BRIEF> Starting from the line containing "std::process::exit(1);", write out the rest of the entries exactly, through the final line, including nothing else.

RECORDS PROVIDED>
-- -- --
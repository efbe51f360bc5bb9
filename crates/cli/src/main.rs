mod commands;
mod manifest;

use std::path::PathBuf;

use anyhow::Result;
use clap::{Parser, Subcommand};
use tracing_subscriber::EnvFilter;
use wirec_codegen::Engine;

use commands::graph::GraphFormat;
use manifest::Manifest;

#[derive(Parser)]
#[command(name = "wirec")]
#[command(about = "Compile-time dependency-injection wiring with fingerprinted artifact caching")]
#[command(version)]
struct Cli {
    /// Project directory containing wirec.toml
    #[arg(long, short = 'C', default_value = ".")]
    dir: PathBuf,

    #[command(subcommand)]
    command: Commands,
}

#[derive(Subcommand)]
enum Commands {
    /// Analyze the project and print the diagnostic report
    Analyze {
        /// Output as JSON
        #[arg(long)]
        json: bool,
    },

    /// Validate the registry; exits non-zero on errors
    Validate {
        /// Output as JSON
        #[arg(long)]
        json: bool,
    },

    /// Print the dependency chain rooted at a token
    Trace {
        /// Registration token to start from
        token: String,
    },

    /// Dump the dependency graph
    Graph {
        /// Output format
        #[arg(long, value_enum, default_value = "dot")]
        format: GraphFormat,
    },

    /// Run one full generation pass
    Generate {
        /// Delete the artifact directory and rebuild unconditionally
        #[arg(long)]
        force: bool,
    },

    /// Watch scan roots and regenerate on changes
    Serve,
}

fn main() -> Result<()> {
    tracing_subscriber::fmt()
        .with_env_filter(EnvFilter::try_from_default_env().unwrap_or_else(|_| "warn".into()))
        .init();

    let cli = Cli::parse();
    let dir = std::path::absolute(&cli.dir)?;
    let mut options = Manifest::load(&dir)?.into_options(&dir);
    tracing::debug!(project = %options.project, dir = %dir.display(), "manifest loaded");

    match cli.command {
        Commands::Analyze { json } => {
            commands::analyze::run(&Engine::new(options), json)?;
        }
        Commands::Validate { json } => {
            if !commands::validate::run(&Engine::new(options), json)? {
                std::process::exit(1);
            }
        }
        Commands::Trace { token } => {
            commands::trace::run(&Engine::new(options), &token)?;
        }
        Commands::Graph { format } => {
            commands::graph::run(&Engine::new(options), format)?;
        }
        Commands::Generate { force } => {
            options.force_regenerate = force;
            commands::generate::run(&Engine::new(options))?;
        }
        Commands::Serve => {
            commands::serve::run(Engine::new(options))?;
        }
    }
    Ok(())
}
-- -- --
EXPECTED ANSWER>
                std::process::exit(1);
            }
        }
        Commands::Trace { token } => {
            commands::trace::run(&Engine::new(options), &token)?;
        }
        Commands::Graph { format } => {
            commands::graph::run(&Engine::new(options), format)?;
        }
        Commands::Generate { force } => {
            options.force_regenerate = force;
            commands::generate::run(&Engine::new(options))?;
        }
        Commands::Serve => {
            commands::serve::run(Engine::new(options))?;
        }
    }
    Ok(())
}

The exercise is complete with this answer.